**TASK STATEMENT**
Copy every line of the entries that includes the word "live".

EXTRACTED INFORMATION below:

//! The multi-store key/value engine: store lifecycle plus key operations
//! with TTL expiry and readonly protection.

use std::collections::BTreeMap;
use std::sync::Arc;

use dashmap::DashMap;
use kvault_core::{Clock, Value, DEFAULT_TTL_SECS};
use parking_lot::RwLock;
use tracing::{info, warn};

use crate::error::EngineError;

use super::record::Record;
use super::store::Store;

/// A field-wise patch applied by [`KvEngine::edit_key`]. Every field is
/// optional: `None`/empty means "leave as-is". `extras` is merged key-by-key
/// rather than replacing the record's whole extras map, matching the
/// original's `store[key].update(kwargs)` semantics.
#[derive(Debug, Clone, Default)]
pub struct EditPatch {
    pub value: Option<Value>,
    pub ttl_secs: Option<i64>,
    pub readonly: Option<bool>,
    pub extras: BTreeMap<String, Value>,
}

impl EditPatch {
    pub fn value(value: Value) -> Self {
        Self { value: Some(value), ..Self::default() }
    }
}

/// Runtime-tunable engine configuration, patched via
/// [`KvEngine::update_configuration`].
#[derive(Debug, Clone)]
pub struct EngineConfig {
    /// Default TTL (seconds) applied when a caller does not supply one.
    pub default_ttl_secs: i64,
}

impl Default for EngineConfig {
    fn default() -> Self {
        Self { default_ttl_secs: DEFAULT_TTL_SECS }
    }
}

/// Owns every store and the clock used to compute expiry deadlines.
pub struct KvEngine {
    stores: DashMap<String, Arc<Store>>,
    clock: Arc<dyn Clock>,
    config: RwLock<EngineConfig>,
}

impl KvEngine {
    pub fn new(clock: Arc<dyn Clock>) -> Self {
        Self { stores: DashMap::new(), clock, config: RwLock::new(EngineConfig::default()) }
    }

    pub fn update_configuration(&self, config: EngineConfig) {
        *self.config.write() = config;
    }

    pub fn config(&self) -> EngineConfig {
        self.config.read().clone()
    }

    /// Creates a store, returning whether it was newly created. Idempotent:
    /// creating an already-existing store logs and returns `Ok(false)`
    /// rather than erroring.
    pub fn create_store(&self, name: &str) -> Result<bool, EngineError> {
        if name.is_empty() {
            return Err(EngineError::InvalidArgument("store name must be a non-empty string".to_string()));
        }
        if self.stores.contains_key(name) {
            info!(store = name, "store already exists");
            return Ok(false);
        }
        self.stores.insert(name.to_string(), Arc::new(Store::new()));
        info!(store = name, "store created");
        Ok(true)
    }

    /// Deletes a store, returning whether it existed.
    pub fn delete_store(&self, name: &str) -> bool {
        let existed = self.stores.remove(name).is_some();
        if existed {
            info!(store = name, "store deleted");
        }
        existed
    }

    pub fn list_stores(&self) -> Vec<String> {
        self.stores.iter().map(|e| e.key().clone()).collect()
    }

    fn get_store(&self, name: &str) -> Result<Arc<Store>, EngineError> {
        self.stores.get(name).map(|e| Arc::clone(e.value())).ok_or_else(|| EngineError::StoreMissing(name.to_string()))
    }

    /// Returns every `Arc<Store>` keyed by name, for the cleanup worker's
    /// sweep.
    pub fn all_stores(&self) -> Vec<(String, Arc<Store>)> {
        self.stores.iter().map(|e| (e.key().clone(), Arc::clone(e.value()))).collect()
    }

    /// Creates `name` if needed and inserts `records` directly, bypassing
    /// readonly checks and TTL recomputation. Used at startup to rehydrate a
    /// store from its most recent backup (spec.md §4.2's `load_from_backup`
    /// hook).
    pub fn restore_store(&self, name: &str, records: Vec<(String, Record)>) -> Result<(), EngineError> {
        self.create_store(name)?;
        let store = self.get_store(name)?;
        for (key, record) in records {
            store.put(key, record);
        }
        Ok(())
    }

    /// Adds a new key. Refuses to overwrite a readonly key; overwriting a
    /// writable key is allowed (matches the original's "upsert unless
    /// readonly" semantics for `_add_key`).
    ///
    /// The readonly check and the write happen inside a single
    /// [`Store::update_atomic`] call so two concurrent `add_key`s on the
    /// same key cannot both pass the check before either writes (spec.md §3
    /// invariant 5 / testable property 5, linearizability).
    pub fn add_key(
        &self,
        store_name: &str,
        key: &str,
        value: Value,
        ttl_secs: Option<i64>,
        readonly: bool,
        extras: BTreeMap<String, Value>,
    ) -> Result<(), EngineError> {
        let store = self.get_store(store_name)?;
        let ttl = ttl_secs.unwrap_or_else(|| self.config().default_ttl_secs);
        let exp_time = self.clock.now() + ttl;
        store.update_atomic(key, |existing| {
            if let Some(existing) = existing {
                if existing.readonly {
                    warn!(store = store_name, key, "refusing to overwrite readonly key");
                    return Err(EngineError::ReadOnly(key.to_string()));
                }
            }
            Ok((Record::new(value, exp_time, readonly, extras), ()))
        })
    }

    /// Edits an existing key, merging `patch` field-wise into the record. A
    /// missing key is upserted rather than rejected (see `DESIGN.md`'s Open
    /// Question #1 decision). On an existing readonly key, the edit is
    /// refused unless `force` is set. If `patch.ttl_secs` is present,
    /// `exp_time` is recomputed as `now + ttl`; the ttl itself is never
    /// stored. `patch.extras` is merged key-by-key rather than replacing the
    /// whole extras map. Read-modify-write happens under one
    /// [`Store::update_atomic`] call for the same race-freedom reason as
    /// `add_key`.
    pub fn edit_key(&self, store_name: &str, key: &str, patch: EditPatch, force: bool) -> Result<(), EngineError> {
        let store = self.get_store(store_name)?;
        let now = self.clock.now();
        store.update_atomic(key, |existing| match existing {
            Some(existing) => {
                if existing.readonly && !force {
                    return Err(EngineError::ReadOnly(key.to_string()));
                }
                let mut updated = existing.clone();
                if let Some(value) = patch.value {
                    updated.value = value;
                }
                if let Some(ttl) = patch.ttl_secs {
                    updated.exp_time = now + ttl;
                }
                if let Some(readonly) = patch.readonly {
                    updated.readonly = readonly;
                }
                updated.extras.extend(patch.extras);
                Ok((updated, ()))
            }
            None => {
                let ttl = patch.ttl_secs.unwrap_or_else(|| self.config().default_ttl_secs);
                let exp_time = now + ttl;
                let readonly = patch.readonly.unwrap_or(false);
                let value = patch.value.unwrap_or(Value::Null);
                Ok((Record::new(value, exp_time, readonly, patch.extras), ()))
            }
        })
    }

    /// Deletes a key, refusing if it is readonly.
    pub fn delete_key(&self, store_name: &str, key: &str) -> Result<bool, EngineError> {
        let store = self.get_store(store_name)?;
        store.remove_atomic(key, |existing| match existing {
            Some(existing) => {
                if existing.readonly {
                    Err(EngineError::ReadOnly(key.to_string()))
                } else {
                    Ok((true, true))
                }
            }
            None => Ok((false, false)),
        })
    }

    /// Returns a key's value if present and not expired. An expired key is
    /// hidden from reads but not physically removed -- only the cleanup
    /// worker deletes expired entries.
    pub fn get_key(&self, store_name: &str, key: &str) -> Result<Option<Value>, EngineError> {
        Ok(self.get_record(store_name, key)?.map(|r| r.value))
    }

    /// Like [`KvEngine::get_key`] but returns the full record, including
    /// `extras`.
    pub fn get_record(&self, store_name: &str, key: &str) -> Result<Option<Record>, EngineError> {
        let store = self.get_store(store_name)?;
        let now = self.clock.now();
        Ok(store.get(key).filter(|r| !r.is_expired(now)))
    }

    /// Returns every non-expired record in a store, keyed by key -- the
    /// full record (`value`/`exp_time`/`readonly`/`extras`), per spec.md
    /// §4.1's `get_all_keys(store) -> {key: record}` contract.
    pub fn get_all_keys(&self, store_name: &str) -> Result<BTreeMap<String, Record>, EngineError> {
        let store = self.get_store(store_name)?;
        let now = self.clock.now();
        Ok(store.snapshot().into_iter().filter(|(_, r)| !r.is_expired(now)).collect())
    }
}

#[cfg(test)]
mod tests {
    use std::sync::Arc;

    use kvault_core::ManualClock;

    use super::*;

    fn engine(now: i64) -> (KvEngine, Arc<ManualClock>) {
        let clock = Arc::new(ManualClock::new(now));
        (KvEngine::new(clock.clone()), clock)
    }

    #[test]
    fn create_store_is_idempotent() {
        let (engine, _clock) = engine(0);
        assert!(engine.create_store("s").unwrap());
        assert!(!engine.create_store("s").unwrap(), "second create reports already-exists");
        assert_eq!(engine.list_stores(), vec!["s".to_string()]);
    }

    #[test]
    fn create_store_rejects_empty_name() {
        let (engine, _clock) = engine(0);
        let err = engine.create_store("").unwrap_err();
        assert_eq!(err, EngineError::InvalidArgument("store name must be a non-empty string".to_string()));
    }

    #[test]
    fn delete_store_reports_existence() {
        let (engine, _clock) = engine(0);
        assert!(!engine.delete_store("missing"));
        engine.create_store("s").unwrap();
        assert!(engine.delete_store("s"));
        assert!(!engine.delete_store("s"));
    }

    #[test]
    fn add_key_defaults_ttl_to_ten_years() {
        let (engine, _clock) = engine(1_000);
        engine.create_store("s").unwrap();
        engine.add_key("s", "k", Value::Int(1), None, false, BTreeMap::new()).unwrap();
        let record = engine.get_record("s", "k").unwrap().unwrap();
        assert_eq!(record.exp_time, 1_000 + kvault_core::DEFAULT_TTL_SECS);
    }

    #[test]
    fn add_key_refuses_to_overwrite_readonly() {
        let (engine, _clock) = engine(0);
        engine.create_store("s").unwrap();
        engine.add_key("s", "k", Value::Int(1), None, true, BTreeMap::new()).unwrap();
        let err = engine.add_key("s", "k", Value::Int(2), None, false, BTreeMap::new()).unwrap_err();
        assert_eq!(err, EngineError::ReadOnly("k".to_string()));
    }

    #[test]
    fn edit_key_upserts_when_missing() {
        let (engine, _clock) = engine(0);
        engine.create_store("s").unwrap();
        engine.edit_key("s", "new-key", EditPatch::value(Value::Int(9)), false).unwrap();
        assert_eq!(engine.get_key("s", "new-key").unwrap(), Some(Value::Int(9)));
    }

    #[test]
    fn edit_key_refuses_readonly_without_force() {
        let (engine, _clock) = engine(0);
        engine.create_store("s").unwrap();
        engine.add_key("s", "k", Value::Int(1), None, true, BTreeMap::new()).unwrap();
        let err = engine.edit_key("s", "k", EditPatch::value(Value::Int(2)), false).unwrap_err();
        assert_eq!(err, EngineError::ReadOnly("k".to_string()));
    }

    #[test]
    fn edit_key_with_force_overwrites_readonly() {
        let (engine, _clock) = engine(0);
        engine.create_store("s").unwrap();
        engine.add_key("s", "k", Value::Int(1), None, true, BTreeMap::new()).unwrap();
        engine.edit_key("s", "k", EditPatch::value(Value::Int(2)), true).unwrap();
        assert_eq!(engine.get_key("s", "k").unwrap(), Some(Value::Int(2)));
    }

    #[test]
    fn edit_key_recomputes_exp_time_from_ttl_patch() {
        let (engine, _clock) = engine(1_000);
        engine.create_store("s").unwrap();
        engine.add_key("s", "k", Value::Int(1), Some(10), false, BTreeMap::new()).unwrap();
        let patch = EditPatch { ttl_secs: Some(500), ..EditPatch::default() };
        engine.edit_key("s", "k", patch, false).unwrap();
        let record = engine.get_record("s", "k").unwrap().unwrap();
        assert_eq!(record.exp_time, 1_000 + 500);
    }

    #[test]
    fn edit_key_merges_extras_rather_than_replacing() {
        let (engine, _clock) = engine(0);
        engine.create_store("s").unwrap();
        let mut initial_extras = BTreeMap::new();
        initial_extras.insert("creator".to_string(), Value::String("alice".to_string()));
        engine.add_key("s", "k", Value::Int(1), None, false, initial_extras).unwrap();

        let mut patch_extras = BTreeMap::new();
        patch_extras.insert("last_refresh".to_string(), Value::Int(42));
        engine.edit_key("s", "k", EditPatch { extras: patch_extras, ..EditPatch::default() }, false).unwrap();

        let record = engine.get_record("s", "k").unwrap().unwrap();
        assert_eq!(record.extras.get("creator"), Some(&Value::String("alice".to_string())));
        assert_eq!(record.extras.get("last_refresh"), Some(&Value::Int(42)));
    }

    #[test]
    fn get_key_hides_expired_without_deleting() {
        let (engine, clock) = engine(0);
        engine.create_store("s").unwrap();
        engine.add_key("s", "k", Value::Int(1), Some(10), false, BTreeMap::new()).unwrap();
        clock.advance(11);
        assert_eq!(engine.get_key("s", "k").unwrap(), None);
        // still physically present: a subsequent read at an earlier clock sees it
        clock.set(5);
        assert_eq!(engine.get_key("s", "k").unwrap(), Some(Value::Int(1)));
    }

    #[test]
    fn missing_store_is_an_error() {
        let (engine, _clock) = engine(0);
        let err = engine.get_key("nope", "k").unwrap_err();
        assert_eq!(err, EngineError::StoreMissing("nope".to_string()));
    }

    #[test]
    fn restore_store_rehydrates_records_verbatim() {
        let (engine, _clock) = engine(0);
        let records = vec![("k".to_string(), Record::new(Value::Int(7), i64::MAX, false, BTreeMap::new()))];
        engine.restore_store("s", records).unwrap();
        assert_eq!(engine.get_key("s", "k").unwrap(), Some(Value::Int(7)));
    }

    #[test]
    fn get_all_keys_excludes_expired() {
        let (engine, clock) = engine(0);
        engine.create_store("s").unwrap();
        engine.add_key("s", "live", Value::Int(1), Some(100), false, BTreeMap::new()).unwrap();
        engine.add_key("s", "dead", Value::Int(2), Some(1), false, BTreeMap::new()).unwrap();
        clock.advance(5);
        let all = engine.get_all_keys("s").unwrap();
        assert_eq!(all.len(), 1);
        assert_eq!(all.get("live").unwrap().value, Value::Int(1));
    }
}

End of EXTRACTED INFORMATION.

**SOLUTION**
        engine.add_key("s", "live", Value::Int(1), Some(100), false, BTreeMap::new()).unwrap();
        assert_eq!(all.get("live").unwrap().value, Value::Int(1));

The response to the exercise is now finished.